The Surprising Secrets Apple Orchards Don’t Want You to Know

Did you ever have one of those days where you stroll into an apple orchard, full of hope, dreams, and maybe an ill-fitting pair of yoga pants, certain you’ll handpick the perfect haul—and then, three hours and $60 later, you’re staggering back to your car with apples you’ll never eat, a sore back, and existential regret? Oh, honey, I’ve been there . Apple picking, they say, is wholesome autumn fun, but nobody warns you about the cutthroat world of caramel-dipped fruit mafias or the silent judgment of trees. Before you find yourself elbow-deep in sticky plastic-wrapped Granny Smiths or luring Pink Ladies with artisanal bait, it pays to be prepared—or at least to have a strategy slightly better than mine. So—are you ready to unravel the secrets (and occasional hazards) of the fall’s most overrated sport? Buckle up, darling. The apples won’t pick themselves. LEARN MORE

Apple picking is a fun and festive way for the whole family to enjoy the scenic autumn season. Here are The Onion’s tips for picking apples.

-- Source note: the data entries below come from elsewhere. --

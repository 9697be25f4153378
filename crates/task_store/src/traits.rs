//! Task store trait definitions.

use async_trait::async_trait;
use entities::{CreateTaskDto, CreateUserDto, Task, UpdateTaskDto, User};

use crate::TaskStoreResult;

/// Trait for task and user storage operations.
///
/// Every backend honors the same contract: IDs are assigned by the store,
/// lookups that match nothing fail with [`TaskStoreError::NotFound`], and
/// passwords are hashed before they are persisted.
///
/// [`TaskStoreError::NotFound`]: crate::TaskStoreError::NotFound
#[async_trait]
pub trait TaskStore: Send + Sync {
    // =========================================================================
    // Task operations
    // =========================================================================

    /// Creates a new task with the next free ID.
    async fn create_task(&self, dto: CreateTaskDto) -> TaskStoreResult<Task>;

    /// Lists all tasks.
    async fn get_tasks(&self) -> TaskStoreResult<Vec<Task>>;

    /// Gets a task by ID.
    async fn get_task_by_id(&self, id: i64) -> TaskStoreResult<Task>;

    /// Applies a partial update to a task and returns the stored result.
    async fn update_task(&self, id: i64, dto: UpdateTaskDto) -> TaskStoreResult<Task>;

    /// Deletes a task.
    async fn delete_task_by_id(&self, id: i64) -> TaskStoreResult<()>;

    // =========================================================================
    // User operations
    // =========================================================================

    /// Creates a new user, hashing the supplied password.
    async fn create_user(&self, dto: CreateUserDto) -> TaskStoreResult<User>;

    /// Gets a user by email.
    async fn get_user_by_email(&self, email: &str) -> TaskStoreResult<User>;

    /// Lists all users.
    async fn get_users(&self) -> TaskStoreResult<Vec<User>>;

    /// Returns true if the email belongs to a user whose password matches.
    ///
    /// Unknown emails, wrong passwords and storage failures all yield false.
    async fn validate_user_credentials(&self, email: &str, password: &str) -> bool;
}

Vastly overestimate how many apples you eat.

Visit the orchard in January to avoid the crowds.

Leave the kids at home—they’re only going to slow you down.

Prioritize the apples that are packaged in plastic with caramel on them.

Approach the apple from the side to avoid spooking it.

Remember: different apple varieties prefer different kinds of bait.

Don’t pick up apples that have fallen on the ground, as it will cause their mothers to reject them.

Show initiative if you want to be hired full time.

Periodically look down at the object in your hand. If it is an orange, you’ve gone wrong somewhere.